Stored entries:

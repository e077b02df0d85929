use std::cell::Cell;
use std::sync::Arc;

use anyhow::{anyhow, bail, Context as AnyhowContext, Result};
use image::RgbaImage;
use winit::dpi::PhysicalSize;
use winit::window::Window;

use crate::context::RenderTarget;
use crate::types::{ColorSpaceMode, HarnessConfig};

use super::frame::{Frame, OffscreenTarget};

enum Presenter {
    Surface {
        surface: wgpu::Surface<'static>,
        config: wgpu::SurfaceConfiguration,
        window: Arc<Window>,
    },
    Offscreen(OffscreenTarget),
}

/// Device, queue and presentation target for one example run.
pub struct GpuContext {
    _instance: wgpu::Instance,
    pub adapter_info: wgpu::AdapterInfo,
    pub device: wgpu::Device,
    pub queue: wgpu::Queue,
    presenter: Presenter,
    needs_reconfigure: Cell<bool>,
}

impl GpuContext {
    pub(crate) fn new(target: &RenderTarget, config: &HarnessConfig) -> Result<Self> {
        let instance = wgpu::Instance::new(&wgpu::InstanceDescriptor {
            backends: wgpu::Backends::all(),
            flags: wgpu::InstanceFlags::default(),
            memory_budget_thresholds: wgpu::MemoryBudgetThresholds::default(),
            backend_options: wgpu::BackendOptions::default(),
        });

        let surface = match target {
            RenderTarget::Window(window) => Some((
                instance
                    .create_surface(window.clone())
                    .context("failed to create rendering surface")?,
                window.clone(),
            )),
            RenderTarget::Offscreen { .. } => None,
        };

        let adapter = pollster::block_on(instance.request_adapter(&wgpu::RequestAdapterOptions {
            power_preference: config.power.to_wgpu(),
            compatible_surface: surface.as_ref().map(|(surface, _)| surface),
            force_fallback_adapter: false,
        }))
        .context("failed to find a suitable GPU adapter")?;

        let adapter_info = adapter.get_info();
        let limits = adapter.limits();
        tracing::debug!(
            name = %adapter_info.name,
            backend = ?adapter_info.backend,
            device_type = ?adapter_info.device_type,
            "selected GPU adapter"
        );

        let size = target_size(target);
        let max_dimension = limits.max_texture_dimension_2d;
        if size.width > max_dimension || size.height > max_dimension {
            bail!(
                "GPU max texture dimension is {max_dimension}, requested target is {width}x{height}",
                width = size.width,
                height = size.height
            );
        }

        let (device, queue) = pollster::block_on(adapter.request_device(&wgpu::DeviceDescriptor {
            label: Some("gallery device"),
            required_features: wgpu::Features::empty(),
            required_limits: limits,
            memory_hints: wgpu::MemoryHints::default(),
            trace: wgpu::Trace::default(),
        }))
        .context("failed to create GPU device")?;

        let presenter = match surface {
            Some((surface, window)) => {
                let caps = surface.get_capabilities(&adapter);
                if caps.formats.is_empty() {
                    bail!("surface reports no supported formats for this adapter");
                }
                let format = choose_surface_format(&caps.formats, config.color_space);
                let present_mode = choose_present_mode(&caps.present_modes, config.vsync);
                tracing::debug!(?format, ?present_mode, "configuring surface");
                let surface_config = wgpu::SurfaceConfiguration {
                    usage: wgpu::TextureUsages::RENDER_ATTACHMENT,
                    format,
                    width: size.width,
                    height: size.height,
                    present_mode,
                    alpha_mode: caps.alpha_modes[0],
                    view_formats: vec![],
                    desired_maximum_frame_latency: 2,
                };
                surface.configure(&device, &surface_config);
                Presenter::Surface {
                    surface,
                    config: surface_config,
                    window,
                }
            }
            None => Presenter::Offscreen(OffscreenTarget::new(
                &device,
                size,
                offscreen_format(config.color_space),
            )),
        };

        Ok(Self {
            _instance: instance,
            adapter_info,
            device,
            queue,
            presenter,
            needs_reconfigure: Cell::new(false),
        })
    }

    /// Texture format of the presentation target.
    pub fn swapchain_format(&self) -> wgpu::TextureFormat {
        match &self.presenter {
            Presenter::Surface { config, .. } => config.format,
            Presenter::Offscreen(target) => target.format,
        }
    }

    /// Current size of the presentation target in pixels.
    pub fn target_size(&self) -> PhysicalSize<u32> {
        match &self.presenter {
            Presenter::Surface { config, .. } => PhysicalSize::new(config.width, config.height),
            Presenter::Offscreen(target) => target.size,
        }
    }

    /// Acquires the texture to draw into this frame.
    ///
    /// `Ok(None)` means no texture is available right now (surface lost,
    /// outdated or timed out); the caller should skip its render passes but
    /// still submit.
    pub fn acquire_frame(&self) -> Result<Option<Frame>> {
        match &self.presenter {
            Presenter::Surface {
                surface, config, ..
            } => match surface.get_current_texture() {
                Ok(texture) => {
                    if texture.suboptimal {
                        self.needs_reconfigure.set(true);
                    }
                    Ok(Some(Frame::from_surface(texture, config.format)))
                }
                Err(wgpu::SurfaceError::Lost | wgpu::SurfaceError::Outdated) => {
                    tracing::debug!("surface lost or outdated; skipping frame");
                    self.needs_reconfigure.set(true);
                    Ok(None)
                }
                Err(wgpu::SurfaceError::Timeout) => {
                    tracing::warn!("surface timeout; retrying next frame");
                    Ok(None)
                }
                Err(wgpu::SurfaceError::OutOfMemory) => Err(anyhow!("surface out of memory")),
                Err(other) => Err(anyhow!("surface error: {other:?}")),
            },
            Presenter::Offscreen(target) => Ok(Some(target.frame())),
        }
    }

    /// Submits the recorded commands and presents `frame` if one was acquired.
    pub fn submit(&self, encoder: wgpu::CommandEncoder, frame: Option<Frame>) {
        self.queue.submit(std::iter::once(encoder.finish()));
        if let Some(frame) = frame {
            frame.present();
        }
    }

    pub(crate) fn resize(&mut self, new_size: PhysicalSize<u32>) {
        if new_size.width == 0 || new_size.height == 0 {
            return;
        }

        match &mut self.presenter {
            Presenter::Surface {
                surface, config, ..
            } => {
                config.width = new_size.width;
                config.height = new_size.height;
                surface.configure(&self.device, config);
            }
            Presenter::Offscreen(target) => {
                *target = OffscreenTarget::new(&self.device, new_size, target.format);
            }
        }
        self.needs_reconfigure.set(false);
    }

    /// Reconfigures the surface if a previous acquire reported it stale.
    ///
    /// Window targets are reconfigured at the window's current size, which
    /// may already differ from the last configuration.
    pub(crate) fn reconfigure_if_needed(&mut self) -> bool {
        if !self.needs_reconfigure.replace(false) {
            return false;
        }
        let size = match &self.presenter {
            Presenter::Surface { window, .. } => {
                stale_surface_size(window.inner_size(), self.target_size())
            }
            Presenter::Offscreen(target) => target.size,
        };
        self.resize(size);
        true
    }

    /// Copies the offscreen target back to the CPU.
    pub fn read_target(&self) -> Result<RgbaImage> {
        match &self.presenter {
            Presenter::Offscreen(target) => target.read(&self.device, &self.queue),
            Presenter::Surface { .. } => bail!("only offscreen targets can be read back"),
        }
    }
}

fn target_size(target: &RenderTarget) -> PhysicalSize<u32> {
    match target {
        RenderTarget::Window(window) => {
            let size = window.inner_size();
            PhysicalSize::new(size.width.max(1), size.height.max(1))
        }
        RenderTarget::Offscreen { width, height } => {
            PhysicalSize::new((*width).max(1), (*height).max(1))
        }
    }
}

/// Size to reconfigure a stale surface at: the window's size unless the
/// window is minimised.
fn stale_surface_size(window: PhysicalSize<u32>, configured: PhysicalSize<u32>) -> PhysicalSize<u32> {
    if window.width == 0 || window.height == 0 {
        configured
    } else {
        window
    }
}

fn choose_surface_format(
    formats: &[wgpu::TextureFormat],
    color_space: ColorSpaceMode,
) -> wgpu::TextureFormat {
    let want_srgb = color_space.prefers_srgb();
    formats
        .iter()
        .copied()
        .find(|format| format.is_srgb() == want_srgb)
        .unwrap_or_else(|| {
            let fallback = formats[0];
            tracing::warn!(
                ?fallback,
                want_srgb,
                "preferred surface format class unavailable; falling back"
            );
            fallback
        })
}

fn choose_present_mode(modes: &[wgpu::PresentMode], vsync: bool) -> wgpu::PresentMode {
    let find = |wanted: wgpu::PresentMode| modes.iter().copied().find(|mode| *mode == wanted);
    if vsync {
        find(wgpu::PresentMode::Fifo).unwrap_or(modes[0])
    } else {
        find(wgpu::PresentMode::Immediate)
            .or_else(|| find(wgpu::PresentMode::Mailbox))
            .unwrap_or(modes[0])
    }
}

fn offscreen_format(color_space: ColorSpaceMode) -> wgpu::TextureFormat {
    if color_space.prefers_srgb() {
        wgpu::TextureFormat::Rgba8UnormSrgb
    } else {
        wgpu::TextureFormat::Rgba8Unorm
    }
}

#[cfg(test)]
mod tests {
    use super::*;

    #[test]
    fn gamma_mode_prefers_linear_format() {
        let formats = [
            wgpu::TextureFormat::Bgra8UnormSrgb,
            wgpu::TextureFormat::Bgra8Unorm,
        ];
        assert_eq!(
            choose_surface_format(&formats, ColorSpaceMode::Auto),
            wgpu::TextureFormat::Bgra8Unorm
        );
        assert_eq!(
            choose_surface_format(&formats, ColorSpaceMode::Linear),
            wgpu::TextureFormat::Bgra8UnormSrgb
        );
    }

    #[test]
    fn stale_surface_follows_window_size() {
        let configured = PhysicalSize::new(640, 480);
        assert_eq!(
            stale_surface_size(PhysicalSize::new(800, 600), configured),
            PhysicalSize::new(800, 600)
        );
        assert_eq!(stale_surface_size(PhysicalSize::new(0, 600), configured), configured);
    }

    #[test]
    fn format_falls_back_to_first_entry() {
        let formats = [wgpu::TextureFormat::Bgra8UnormSrgb];
        assert_eq!(
            choose_surface_format(&formats, ColorSpaceMode::Gamma),
            wgpu::TextureFormat::Bgra8UnormSrgb
        );
    }

    #[test]
    fn present_mode_honours_vsync() {
        let modes = [
            wgpu::PresentMode::Mailbox,
            wgpu::PresentMode::Fifo,
            wgpu::PresentMode::Immediate,
        ];
        assert_eq!(choose_present_mode(&modes, true), wgpu::PresentMode::Fifo);
        assert_eq!(
            choose_present_mode(&modes, false),
            wgpu::PresentMode::Immediate
        );
        assert_eq!(
            choose_present_mode(&[wgpu::PresentMode::Mailbox, wgpu::PresentMode::Fifo], false),
            wgpu::PresentMode::Mailbox
        );
    }

    #[test]
    fn offscreen_format_tracks_color_space() {
        assert_eq!(
            offscreen_format(ColorSpaceMode::Gamma),
            wgpu::TextureFormat::Rgba8Unorm
        );
        assert_eq!(
            offscreen_format(ColorSpaceMode::Linear),
            wgpu::TextureFormat::Rgba8UnormSrgb
        );
    }
}
/*!
The `cli` module provides the data type used for parsing the command line
arguments this binary accepts.
*/

use std::path::PathBuf;
use structopt::StructOpt;

/// Struct for holding the options the user has selected.
#[derive(Debug, StructOpt)]
#[structopt(
    name = "mirrorfs",
    about = "Read-only, persistently-caching mirror filesystem",
    author = env!("CARGO_PKG_AUTHORS"),
    version = env!("CARGO_PKG_VERSION"),
)]
pub struct Opt {
    /// Directory the cache is stored in. Created if it does not exist.
    #[structopt(long = "cache-dir")]
    pub cache_dir: PathBuf,
    /// Directory being mirrored; the origin root.
    #[structopt(long = "target-dir")]
    pub target_dir: PathBuf,
    /// Where to mount the filesystem.
    #[structopt(name = "MOUNTPOINT")]
    pub mountpoint: PathBuf,
    /// Run in the foreground instead of daemonizing.
    #[structopt(short = "d", long = "debug")]
    pub debug: bool,
    /// Raises log verbosity; repeatable. Overridden by RUST_LOG if set.
    #[structopt(short = "v", long = "verbose", parse(from_occurrences))]
    pub verbose: u8,
    /// Name of the control-surface root directory, mirrored alongside the
    /// origin tree.
    #[structopt(long = "control-name", default_value = ".control")]
    pub control_name: String,
}

impl Opt {
    /// The default log level implied by `-v`/`-d` when `RUST_LOG` is unset.
    pub fn default_log_directive(&self) -> &'static str {
        match self.verbose {
            0 if self.debug => "mirrorfs=debug",
            0 => "mirrorfs=info",
            1 => "mirrorfs=debug",
            _ => "mirrorfs=trace",
        }
    }
}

* ABOUT THIS TASK *
Reproduce all lines from the records above that include the word "SurfaceConfiguration".

* REPLY *
        config: wgpu::SurfaceConfiguration,
                let surface_config = wgpu::SurfaceConfiguration {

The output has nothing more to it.